That throat erosion gauge at Brownells isn't theater—here's what it actually means
So there's actually some interesting context here going back to the whole postwar inspection regime (1945–1950s, mainly) when arsenals were trying to figure out which 1903s were still in the precision barrel business and which were headed for the line at Camp Perry or the scrap pile. The throat erosion gauge—basically a GO/NO-GO test of the chamber's forward end—became the quickest way to separate the shooters from the wall-hangers without pulling barrels.
Here's what matters: if a barrel *fails* that gauge at Brownells (and they do publish it), you're looking at a bore that's been hot-cycled hard enough that the throat has opened up beyond spec. Not a catastrophe *per se*, but it tells you something real about the gun's history—whether that's legitimate service use (which is cool, honestly) or neglect or both.
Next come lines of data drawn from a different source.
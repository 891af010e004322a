//! TCP transport for the client.
//!
//! Provides [`ConnectedClient`] which bridges channels of frames to a
//! newline-delimited JSON connection. Protocol logic remains in the Sans-IO
//! [`Client`](crate::Client).

use hushline_proto::{
    ClientFrame, ServerFrame, decode_server_frame, encode_line, limits::MAX_FRAME_SIZE,
};
use thiserror::Error;
use tokio::{
    io::{AsyncBufReadExt, AsyncReadExt, AsyncWriteExt, BufReader},
    net::{
        TcpStream,
        tcp::{OwnedReadHalf, OwnedWriteHalf},
    },
    sync::mpsc,
};

/// Transport errors.
#[derive(Debug, Error)]
pub enum TransportError {
    /// Connection failed.
    #[error("connection failed: {0}")]
    Connection(String),

    /// Stream error.
    #[error("stream error: {0}")]
    Stream(String),

    /// Protocol error.
    #[error("protocol error: {0}")]
    Protocol(String),
}

/// Handle to a connected client with TCP transport.
///
/// Frames are sent and received via the channels; internal tasks handle the
/// socket I/O. Dropping `to_server` closes the write half.
pub struct ConnectedClient {
    /// Send frames to the relay.
    pub to_server: mpsc::Sender<ClientFrame>,
    /// Receive frames from the relay.
    pub from_server: mpsc::Receiver<ServerFrame>,
    /// Abort handle to stop the reader task.
    abort_handle: tokio::task::AbortHandle,
}

impl ConnectedClient {
    /// Stop the connection.
    pub fn stop(&self) {
        self.abort_handle.abort();
    }
}

/// Connect to a Hushline relay.
pub async fn connect(server_addr: &str) -> Result<ConnectedClient, TransportError> {
    let stream = TcpStream::connect(server_addr)
        .await
        .map_err(|e| TransportError::Connection(format!("connect to {server_addr} failed: {e}")))?;
    stream.set_nodelay(true).map_err(|e| TransportError::Connection(e.to_string()))?;

    let (reader, writer) = stream.into_split();
    let (to_server_tx, to_server_rx) = mpsc::channel::<ClientFrame>(32);
    let (from_server_tx, from_server_rx) = mpsc::channel::<ServerFrame>(32);

    tokio::spawn(async move {
        if let Err(e) = write_frames(writer, to_server_rx).await {
            tracing::debug!("client writer stopped: {e}");
        }
    });

    let handle = tokio::spawn(async move {
        if let Err(e) = read_frames(reader, from_server_tx).await {
            tracing::debug!("client reader stopped: {e}");
        }
    });

    Ok(ConnectedClient {
        to_server: to_server_tx,
        from_server: from_server_rx,
        abort_handle: handle.abort_handle(),
    })
}

async fn write_frames(
    mut writer: OwnedWriteHalf,
    mut to_server: mpsc::Receiver<ClientFrame>,
) -> Result<(), TransportError> {
    while let Some(frame) = to_server.recv().await {
        let line = encode_line(&frame).map_err(|e| TransportError::Protocol(e.to_string()))?;
        writer.write_all(&line).await.map_err(|e| TransportError::Stream(e.to_string()))?;
    }

    writer.shutdown().await.map_err(|e| TransportError::Stream(e.to_string()))
}

async fn read_frames(
    reader: OwnedReadHalf,
    from_server: mpsc::Sender<ServerFrame>,
) -> Result<(), TransportError> {
    let mut reader = BufReader::new(reader);
    let mut line = Vec::new();

    loop {
        line.clear();
        let read = (&mut reader)
            .take(MAX_FRAME_SIZE as u64 + 1)
            .read_until(b'\n', &mut line)
            .await
            .map_err(|e| TransportError::Stream(e.to_string()))?;

        if read == 0 {
            return Ok(());
        }
        if line.len() > MAX_FRAME_SIZE {
            return Err(TransportError::Protocol("frame too large".to_string()));
        }
        if line.iter().all(u8::is_ascii_whitespace) {
            continue;
        }

        match decode_server_frame(&line) {
            Ok(frame) => {
                if from_server.send(frame).await.is_err() {
                    return Ok(());
                }
            },
            Err(e) => tracing::warn!("dropping undecodable frame from relay: {e}"),
        }
    }
}
//! Server runtime error types.

use std::fmt;

use crate::server_error::DriverError;

/// Errors that can occur in the server runtime.
#[derive(Debug)]
pub enum ServerError {
    /// Configuration error (invalid bind address, unusable database path).
    ///
    /// Fatal: prevents server startup. Fix configuration and restart.
    Config(String),

    /// Transport/network error (bind failure, accept failure, I/O error).
    ///
    /// May be transient (network issues) or fatal (bind address in use).
    Transport(String),

    /// Protocol error (frame too large, invalid JSON).
    ///
    /// Fatal for that connection only.
    Protocol(String),

    /// Error from [`ServerDriver`](crate::ServerDriver) processing.
    Driver(DriverError),
}

impl fmt::Display for ServerError {
    fn fmt(&self, f: &mut fmt::Formatter<'_>) -> fmt::Result {
        match self {
            Self::Config(msg) => write!(f, "configuration error: {msg}"),
            Self::Transport(msg) => write!(f, "transport error: {msg}"),
            Self::Protocol(msg) => write!(f, "protocol error: {msg}"),
            Self::Driver(err) => write!(f, "driver error: {err}"),
        }
    }
}

impl std::error::Error for ServerError {
    fn source(&self) -> Option<&(dyn std::error::Error + 'static)> {
        match self {
            Self::Driver(err) => Some(err),
            _ => None,
        }
    }
}

impl From<DriverError> for ServerError {
    fn from(err: DriverError) -> Self {
        Self::Driver(err)
    }
}

impl From<std::io::Error> for ServerError {
    fn from(err: std::io::Error) -> Self {
        Self::Transport(err.to_string())
    }
}
//! Client error types.

use hushline_crypto::CryptoError;
use hushline_proto::UserId;
use thiserror::Error;

/// Errors returned by [`Client::handle`](crate::Client::handle).
///
/// Failures that belong to a single message (undecipherable envelope,
/// missing sender key) are not errors: they become a
/// [`MessageBody`](crate::MessageBody) state so one bad envelope never aborts
/// a conversation view.
#[derive(Error, Debug, Clone, PartialEq, Eq)]
pub enum ClientError {
    /// No usable public key for a peer, and automatic fetching is paused
    /// after repeated failures.
    ///
    /// Transient: `RetryKeyFetch` tries again.
    #[error("no usable public key for user {peer}")]
    KeyUnavailable {
        /// Peer without a key
        peer: UserId,
    },

    /// Fallback was requested for a peer that has not hit the failure
    /// threshold.
    #[error("fallback not offered for user {peer}")]
    FallbackNotOffered {
        /// Peer in question
        peer: UserId,
    },

    /// Message rejected before sending
    #[error("invalid message: {reason}")]
    InvalidMessage {
        /// What was wrong
        reason: String,
    },

    /// Request needs `Connect` first
    #[error("not connected")]
    NotConnected,

    /// Local cryptographic failure
    #[error(transparent)]
    Crypto(#[from] CryptoError),
}

impl ClientError {
    /// Returns true if the same event may succeed later.
    pub fn is_transient(&self) -> bool {
        matches!(self, Self::KeyUnavailable { .. } | Self::NotConnected)
    }
}

#[cfg(test)]
mod tests {
    use super::*;

    #[test]
    fn transient_classification() {
        assert!(ClientError::KeyUnavailable { peer: 1 }.is_transient());
        assert!(ClientError::NotConnected.is_transient());
        assert!(!ClientError::FallbackNotOffered { peer: 1 }.is_transient());
        assert!(!ClientError::Crypto(CryptoError::Decrypt).is_transient());
    }
}
//! Public key text codec.
//!
//! Key material crosses text transports that mangle bytes: whitespace gets
//! injected, line endings change, padding goes missing. Importing is split in
//! two stages so that this noise never looks like a cryptographic failure:
//!
//! 1. [`sanitize`] is lossy cleanup. Total and idempotent, it strips PEM armor,
//!    drops every character outside the base64 alphabet and re-pads.
//! 2. [`decode`] is strict structural validation. It is the only stage that
//!    can reject a key.

use base64::{
    Engine,
    alphabet,
    engine::{
        GeneralPurpose, GeneralPurposeConfig,
        general_purpose::STANDARD,
    },
};

use crate::{
    error::CryptoError,
    keypair::{PUBLIC_KEY_SIZE, PublicKey, SPKI_DER_SIZE, SPKI_PREFIX},
};

const PEM_HEADER: &str = "-----BEGIN PUBLIC KEY-----";
const PEM_FOOTER: &str = "-----END PUBLIC KEY-----";
const PEM_LINE_WIDTH: usize = 64;
const ARMOR_DASHES: &[u8] = b"-----";

/// Standard alphabet, tolerant of non-zero trailing bits left behind by
/// corrupted input.
const TOLERANT: GeneralPurpose = GeneralPurpose::new(
    &alphabet::STANDARD,
    GeneralPurposeConfig::new().with_decode_allow_trailing_bits(true),
);

/// Result of [`sanitize`].
#[derive(Debug, Clone, PartialEq, Eq)]
pub enum Sanitized {
    /// Cleaned, correctly padded base64 text
    Key(String),
    /// Nothing usable was left after cleanup
    Empty,
}

impl Sanitized {
    /// Cleaned text, or `None` for [`Sanitized::Empty`].
    pub fn as_str(&self) -> Option<&str> {
        match self {
            Self::Key(text) => Some(text),
            Self::Empty => None,
        }
    }

    /// True if cleanup left nothing.
    pub fn is_empty(&self) -> bool {
        matches!(self, Self::Empty)
    }
}

/// Best-effort cleanup of untrusted key text.
///
/// Removes `-----BEGIN …-----` and `-----END …-----` armor, drops every
/// character outside `[A-Za-z0-9+/]`, discards a dangling final character that
/// cannot encode a full byte, and re-pads with `=`. Never fails.
pub fn sanitize(text: &str) -> Sanitized {
    let mut body = strip_armor_and_filter(text.as_bytes());

    // A single leftover sextet carries no complete byte
    if body.len() % 4 == 1 {
        body.pop();
    }

    if body.is_empty() {
        return Sanitized::Empty;
    }

    while body.len() % 4 != 0 {
        body.push('=');
    }

    Sanitized::Key(body)
}

/// Import a sanitized key.
///
/// # Errors
///
/// - `Encoding` if the base64 text cannot be decoded
/// - `Import` if nothing was left after sanitizing, the decoded length is not
///   that of an X25519 `SubjectPublicKeyInfo`, or the DER prefix is wrong
pub fn decode(sanitized: &Sanitized) -> Result<PublicKey, CryptoError> {
    let Sanitized::Key(text) = sanitized else {
        return Err(CryptoError::Import { reason: "no key material".to_string() });
    };

    let der = TOLERANT
        .decode(text)
        .map_err(|e| CryptoError::Encoding { reason: e.to_string() })?;

    if der.len() != SPKI_DER_SIZE {
        return Err(CryptoError::Import {
            reason: format!("decoded key is {} bytes, expected {SPKI_DER_SIZE}", der.len()),
        });
    }

    let (prefix, raw) = der.split_at(SPKI_PREFIX.len());
    if prefix != SPKI_PREFIX {
        return Err(CryptoError::Import {
            reason: "not an X25519 SubjectPublicKeyInfo".to_string(),
        });
    }

    let mut bytes = [0u8; PUBLIC_KEY_SIZE];
    bytes.copy_from_slice(raw);
    Ok(PublicKey::from_bytes(bytes))
}

/// Sanitize then decode untrusted key text.
pub fn import_public_key(text: &str) -> Result<PublicKey, CryptoError> {
    decode(&sanitize(text))
}

/// Canonical PEM encoding: standard base64 DER wrapped at 64 columns.
pub fn encode_pem(key: &PublicKey) -> String {
    let body = STANDARD.encode(key.to_spki_der());

    let mut pem = String::with_capacity(body.len() + PEM_HEADER.len() + PEM_FOOTER.len() + 4);
    pem.push_str(PEM_HEADER);
    pem.push('\n');
    for (i, c) in body.chars().enumerate() {
        if i > 0 && i % PEM_LINE_WIDTH == 0 {
            pem.push('\n');
        }
        pem.push(c);
    }
    pem.push('\n');
    pem.push_str(PEM_FOOTER);
    pem.push('\n');
    pem
}

fn strip_armor_and_filter(bytes: &[u8]) -> String {
    let mut body = String::with_capacity(bytes.len());
    let mut i = 0;

    while i < bytes.len() {
        if let Some(len) = armor_len(&bytes[i..]) {
            i += len;
            continue;
        }

        let b = bytes[i];
        if b.is_ascii_alphanumeric() || b == b'+' || b == b'/' {
            body.push(char::from(b));
        }
        i += 1;
    }

    body
}

/// Length of an armor line starting at `rest`, if there is one.
///
/// Matches `-----BEGIN` or `-----END` (any case), a label without dashes, and
/// a closing `-----`.
fn armor_len(rest: &[u8]) -> Option<usize> {
    let after_dashes = rest.strip_prefix(ARMOR_DASHES)?;

    let keyword_len = if starts_with_ignore_case(after_dashes, b"BEGIN") {
        5
    } else if starts_with_ignore_case(after_dashes, b"END") {
        3
    } else {
        return None;
    };

    let label = &after_dashes[keyword_len..];
    let label_len = label.iter().position(|&b| b == b'-')?;

    label[label_len..]
        .starts_with(ARMOR_DASHES)
        .then_some(ARMOR_DASHES.len() + keyword_len + label_len + ARMOR_DASHES.len())
}

fn starts_with_ignore_case(haystack: &[u8], needle: &[u8]) -> bool {
    haystack.len() >= needle.len() && haystack[..needle.len()].eq_ignore_ascii_case(needle)
}

#[cfg(test)]
mod tests {
    use super::*;
    use crate::keypair::KeyPair;

    fn sample_key() -> PublicKey {
        KeyPair::from_seed([0x42; 32]).public_key()
    }

    #[test]
    fn pem_roundtrip() {
        let key = sample_key();
        let pem = encode_pem(&key);

        assert!(pem.starts_with(PEM_HEADER));
        assert!(pem.trim_end().ends_with(PEM_FOOTER));
        assert_eq!(import_public_key(&pem).unwrap(), key);
    }

    #[test]
    fn sanitize_strips_armor() {
        let key = sample_key();
        let body = STANDARD.encode(key.to_spki_der());

        assert_eq!(sanitize(&encode_pem(&key)), Sanitized::Key(body));
    }

    #[test]
    fn sanitize_tolerates_lowercase_armor_and_crlf() {
        let key = sample_key();
        let mangled = encode_pem(&key)
            .replace('\n', "\r\n")
            .replace("BEGIN PUBLIC KEY", "begin public key");

        assert_eq!(import_public_key(&mangled).unwrap(), key);
    }

    #[test]
    fn sanitize_repads_missing_padding() {
        let key = sample_key();
        let body = STANDARD.encode(key.to_spki_der());
        let unpadded = body.trim_end_matches('=');

        assert_ne!(unpadded.len(), body.len());
        assert_eq!(sanitize(unpadded), Sanitized::Key(body));
    }

    #[test]
    fn sanitize_garbage_is_empty() {
        assert_eq!(sanitize(""), Sanitized::Empty);
        assert_eq!(sanitize("   \n\t  "), Sanitized::Empty);
        assert_eq!(sanitize("-----BEGIN PUBLIC KEY----------END PUBLIC KEY-----"), Sanitized::Empty);
        assert_eq!(sanitize("é"), Sanitized::Empty);
        assert_eq!(sanitize("A"), Sanitized::Empty);
    }

    #[test]
    fn sanitize_drops_dangling_character() {
        assert_eq!(sanitize("AAAAA"), Sanitized::Key("AAAA".to_string()));
    }

    #[test]
    fn decode_empty_is_import_error() {
        let err = decode(&Sanitized::Empty).unwrap_err();
        assert!(matches!(err, CryptoError::Import { .. }));
    }

    #[test]
    fn decode_rejects_truncated_key() {
        let key = sample_key();
        let body = STANDARD.encode(&key.to_spki_der()[..40]);

        let err = import_public_key(&body).unwrap_err();
        assert!(matches!(err, CryptoError::Import { .. }));
    }

    #[test]
    fn decode_rejects_foreign_spki() {
        let mut der = sample_key().to_spki_der();
        // Ed25519 OID instead of X25519
        der[8] = 0x70;

        let err = import_public_key(&STANDARD.encode(der)).unwrap_err();
        assert!(matches!(err, CryptoError::Import { .. }));
    }
}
If it *passes*, you've got a barrel with enough integrity left that your first rounds downrange won't be starting from a disadvantage. Matching numbers on a 1903 matter if you're collecting; a good throat matters if you actually want to shoot it straight (and those aren't mutually exclusive, but the priorities are different).
The thing nobody mentions: cosmo in the bore and throat doesn't *hide* erosion. When you pull that rod through and that waxy coating comes off, you'll see the actual topography. I'd take a well-used, clean-throated 1903 with honest arsenal rebuild marks over a "safe queen" with a fried bore any day—at least you know what you're holding.
Where are you on this? Is the Brownells barrel a keeper for you, or are you still hunting?